RECORD SET START

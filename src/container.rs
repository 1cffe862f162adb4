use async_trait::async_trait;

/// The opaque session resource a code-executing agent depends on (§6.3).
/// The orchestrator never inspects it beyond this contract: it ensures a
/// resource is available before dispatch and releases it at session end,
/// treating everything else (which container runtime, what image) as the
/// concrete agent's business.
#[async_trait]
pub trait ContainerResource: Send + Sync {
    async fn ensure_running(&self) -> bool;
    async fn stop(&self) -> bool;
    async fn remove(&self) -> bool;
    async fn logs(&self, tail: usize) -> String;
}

RECORD SET END
RECORD SET START

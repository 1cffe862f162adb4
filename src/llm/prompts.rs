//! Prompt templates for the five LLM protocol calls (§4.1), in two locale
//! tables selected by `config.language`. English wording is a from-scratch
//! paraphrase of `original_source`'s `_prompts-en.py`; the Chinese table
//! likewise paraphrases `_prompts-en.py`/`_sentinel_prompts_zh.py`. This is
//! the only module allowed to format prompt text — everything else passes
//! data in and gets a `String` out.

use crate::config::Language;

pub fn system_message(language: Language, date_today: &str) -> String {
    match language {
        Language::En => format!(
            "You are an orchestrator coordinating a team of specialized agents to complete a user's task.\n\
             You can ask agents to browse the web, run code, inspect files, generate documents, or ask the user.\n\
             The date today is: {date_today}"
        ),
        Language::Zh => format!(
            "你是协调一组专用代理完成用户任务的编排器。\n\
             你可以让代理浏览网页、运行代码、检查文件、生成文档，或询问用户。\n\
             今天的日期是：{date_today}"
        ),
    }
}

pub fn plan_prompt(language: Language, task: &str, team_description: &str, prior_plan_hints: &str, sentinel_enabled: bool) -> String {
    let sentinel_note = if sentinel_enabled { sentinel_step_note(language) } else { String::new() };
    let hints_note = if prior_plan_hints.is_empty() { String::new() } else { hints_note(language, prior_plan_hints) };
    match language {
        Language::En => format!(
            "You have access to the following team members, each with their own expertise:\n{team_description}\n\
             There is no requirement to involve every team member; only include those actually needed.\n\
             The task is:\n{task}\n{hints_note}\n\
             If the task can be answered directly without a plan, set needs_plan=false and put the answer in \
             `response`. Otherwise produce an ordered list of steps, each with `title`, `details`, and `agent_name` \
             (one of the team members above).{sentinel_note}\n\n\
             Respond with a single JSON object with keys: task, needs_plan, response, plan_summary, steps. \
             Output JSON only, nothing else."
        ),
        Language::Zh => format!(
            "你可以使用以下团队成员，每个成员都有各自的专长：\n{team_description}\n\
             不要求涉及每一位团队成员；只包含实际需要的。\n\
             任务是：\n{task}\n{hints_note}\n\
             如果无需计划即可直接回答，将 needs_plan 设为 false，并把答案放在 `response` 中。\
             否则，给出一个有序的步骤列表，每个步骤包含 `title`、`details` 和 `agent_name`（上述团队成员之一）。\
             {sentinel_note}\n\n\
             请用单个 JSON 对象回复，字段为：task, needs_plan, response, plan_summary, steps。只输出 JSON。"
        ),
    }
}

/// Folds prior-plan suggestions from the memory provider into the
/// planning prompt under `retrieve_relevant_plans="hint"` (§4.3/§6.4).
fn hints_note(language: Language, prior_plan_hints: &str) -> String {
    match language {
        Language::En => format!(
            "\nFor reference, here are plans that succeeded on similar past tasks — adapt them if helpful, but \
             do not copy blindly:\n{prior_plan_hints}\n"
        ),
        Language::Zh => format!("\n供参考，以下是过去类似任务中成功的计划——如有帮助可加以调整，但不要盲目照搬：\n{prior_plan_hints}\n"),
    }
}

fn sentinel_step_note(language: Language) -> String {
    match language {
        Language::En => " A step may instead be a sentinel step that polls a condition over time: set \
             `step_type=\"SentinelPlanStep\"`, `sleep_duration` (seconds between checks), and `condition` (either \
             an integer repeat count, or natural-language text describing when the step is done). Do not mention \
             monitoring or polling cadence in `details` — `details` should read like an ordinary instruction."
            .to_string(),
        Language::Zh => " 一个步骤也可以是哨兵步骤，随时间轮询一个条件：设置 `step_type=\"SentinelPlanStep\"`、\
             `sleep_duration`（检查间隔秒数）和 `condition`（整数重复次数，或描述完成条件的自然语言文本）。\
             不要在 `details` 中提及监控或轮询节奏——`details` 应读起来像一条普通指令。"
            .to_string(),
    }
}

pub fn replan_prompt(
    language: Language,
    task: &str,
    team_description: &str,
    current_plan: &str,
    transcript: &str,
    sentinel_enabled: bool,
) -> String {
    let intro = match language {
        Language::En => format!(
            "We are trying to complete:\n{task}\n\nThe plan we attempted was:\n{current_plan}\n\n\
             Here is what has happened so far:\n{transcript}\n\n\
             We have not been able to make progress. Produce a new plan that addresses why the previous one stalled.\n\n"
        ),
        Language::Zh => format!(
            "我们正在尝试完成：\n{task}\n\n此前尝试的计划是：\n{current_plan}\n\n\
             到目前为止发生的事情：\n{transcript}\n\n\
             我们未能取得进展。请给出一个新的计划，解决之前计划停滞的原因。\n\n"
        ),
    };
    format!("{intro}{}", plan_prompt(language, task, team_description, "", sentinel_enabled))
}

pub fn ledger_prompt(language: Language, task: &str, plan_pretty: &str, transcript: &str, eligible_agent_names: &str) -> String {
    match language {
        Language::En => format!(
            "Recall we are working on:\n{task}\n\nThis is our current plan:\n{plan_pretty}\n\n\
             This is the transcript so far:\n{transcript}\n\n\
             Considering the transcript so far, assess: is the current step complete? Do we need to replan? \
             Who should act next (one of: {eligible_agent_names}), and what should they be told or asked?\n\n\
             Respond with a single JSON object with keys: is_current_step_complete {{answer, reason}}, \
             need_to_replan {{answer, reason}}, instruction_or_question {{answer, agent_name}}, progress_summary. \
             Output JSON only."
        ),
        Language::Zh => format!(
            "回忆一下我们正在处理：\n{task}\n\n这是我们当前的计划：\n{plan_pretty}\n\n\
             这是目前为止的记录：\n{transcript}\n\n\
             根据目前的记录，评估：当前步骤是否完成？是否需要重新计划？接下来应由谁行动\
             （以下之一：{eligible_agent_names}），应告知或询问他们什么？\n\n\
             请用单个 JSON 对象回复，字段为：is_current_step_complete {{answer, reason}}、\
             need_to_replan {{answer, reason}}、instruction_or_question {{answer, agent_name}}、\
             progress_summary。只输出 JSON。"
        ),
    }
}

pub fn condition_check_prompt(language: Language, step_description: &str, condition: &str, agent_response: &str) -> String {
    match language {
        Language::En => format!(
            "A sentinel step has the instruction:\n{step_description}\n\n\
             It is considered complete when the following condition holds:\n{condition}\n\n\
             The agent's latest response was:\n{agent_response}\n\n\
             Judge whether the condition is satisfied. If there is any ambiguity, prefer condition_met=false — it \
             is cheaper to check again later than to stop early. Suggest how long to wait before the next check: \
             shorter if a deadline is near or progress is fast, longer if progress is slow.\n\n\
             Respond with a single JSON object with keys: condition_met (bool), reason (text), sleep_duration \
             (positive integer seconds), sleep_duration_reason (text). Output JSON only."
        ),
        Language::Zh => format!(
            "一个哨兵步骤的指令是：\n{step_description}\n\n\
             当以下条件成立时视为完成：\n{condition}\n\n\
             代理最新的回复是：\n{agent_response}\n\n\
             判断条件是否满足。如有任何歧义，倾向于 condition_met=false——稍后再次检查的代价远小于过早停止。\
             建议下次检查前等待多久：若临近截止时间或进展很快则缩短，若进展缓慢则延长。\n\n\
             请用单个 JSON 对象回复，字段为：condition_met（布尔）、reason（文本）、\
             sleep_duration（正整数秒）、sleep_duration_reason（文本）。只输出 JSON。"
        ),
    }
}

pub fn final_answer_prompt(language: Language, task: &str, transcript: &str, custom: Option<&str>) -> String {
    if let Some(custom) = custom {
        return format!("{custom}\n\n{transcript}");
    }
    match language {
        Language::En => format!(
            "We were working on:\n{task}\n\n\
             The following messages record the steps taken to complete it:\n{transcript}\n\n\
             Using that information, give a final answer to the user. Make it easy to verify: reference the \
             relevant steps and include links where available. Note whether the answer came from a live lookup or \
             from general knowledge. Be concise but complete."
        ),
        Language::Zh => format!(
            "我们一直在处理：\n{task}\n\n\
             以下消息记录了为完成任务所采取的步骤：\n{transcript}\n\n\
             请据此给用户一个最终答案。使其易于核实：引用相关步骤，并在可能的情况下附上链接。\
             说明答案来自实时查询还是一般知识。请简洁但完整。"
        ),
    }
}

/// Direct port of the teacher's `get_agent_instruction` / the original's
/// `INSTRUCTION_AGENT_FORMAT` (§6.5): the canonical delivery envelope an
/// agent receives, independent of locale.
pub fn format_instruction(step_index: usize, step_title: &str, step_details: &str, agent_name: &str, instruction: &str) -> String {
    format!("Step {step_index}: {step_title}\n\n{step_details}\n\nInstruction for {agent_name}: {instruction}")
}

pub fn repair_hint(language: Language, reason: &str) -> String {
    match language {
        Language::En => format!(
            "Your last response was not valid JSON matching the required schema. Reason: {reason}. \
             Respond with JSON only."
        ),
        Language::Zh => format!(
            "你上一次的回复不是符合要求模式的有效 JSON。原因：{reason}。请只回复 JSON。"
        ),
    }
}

RECORD SET END

Wherever the word "session" occurs in the data above, copy the line it sits in.

/// The opaque session resource a code-executing agent depends on (§6.3).
/// resource is available before dispatch and releases it at session end,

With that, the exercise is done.